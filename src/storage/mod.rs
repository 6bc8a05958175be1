//! Client-local key/value persistence.
//!
//! Holds the small amount of state the dashboard keeps outside the team
//! directory: the module registry layout and the selected-team pointer.

mod file_store;
mod memory_store;

pub use file_store::FileStore;
pub use memory_store::MemoryStore;

use crate::PaddockError;

/// Synchronous string key/value store.
///
/// Implementations provide different storage backends:
/// - [`MemoryStore`]: in-memory storage for tests and embedded use
/// - [`FileStore`]: one file per key inside a directory
pub trait LocalStore: Send + Sync {
    /// Returns the value stored under `key`, if any.
    fn get(&self, key: &str) -> Result<Option<String>, PaddockError>;

    /// Stores `value` under `key`, replacing any previous value.
    fn set(&self, key: &str, value: &str) -> Result<(), PaddockError>;

    /// Removes `key`. Removing a missing key is not an error.
    fn remove(&self, key: &str) -> Result<(), PaddockError>;
}

impl<T: LocalStore + ?Sized> LocalStore for std::sync::Arc<T> {
    fn get(&self, key: &str) -> Result<Option<String>, PaddockError> {
        (**self).get(key)
    }

    fn set(&self, key: &str, value: &str) -> Result<(), PaddockError> {
        (**self).set(key, value)
    }

    fn remove(&self, key: &str) -> Result<(), PaddockError> {
        (**self).remove(key)
    }
}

- _Task requirements_
Print the data above exactly as it was provided.

- _The answer_
filename src/storage/mod.rs
repository 6bc8a05958175be1
//! Client-local key/value persistence.
//!
//! Holds the small amount of state the dashboard keeps outside the team
//! directory: the module registry layout and the selected-team pointer.

mod file_store;
mod memory_store;

pub use file_store::FileStore;
pub use memory_store::MemoryStore;

use crate::PaddockError;

/// Synchronous string key/value store.
///
/// Implementations provide different storage backends:
/// - [`MemoryStore`]: in-memory storage for tests and embedded use
/// - [`FileStore`]: one file per key inside a directory
pub trait LocalStore: Send + Sync {
    /// Returns the value stored under `key`, if any.
    fn get(&self, key: &str) -> Result<Option<String>, PaddockError>;

    /// Stores `value` under `key`, replacing any previous value.
    fn set(&self, key: &str, value: &str) -> Result<(), PaddockError>;

    /// Removes `key`. Removing a missing key is not an error.
    fn remove(&self, key: &str) -> Result<(), PaddockError>;
}

impl<T: LocalStore + ?Sized> LocalStore for std::sync::Arc<T> {
    fn get(&self, key: &str) -> Result<Option<String>, PaddockError> {
        (**self).get(key)
    }

    fn set(&self, key: &str, value: &str) -> Result<(), PaddockError> {
        (**self).set(key, value)
    }

    fn remove(&self, key: &str) -> Result<(), PaddockError> {
        (**self).remove(key)
    }
}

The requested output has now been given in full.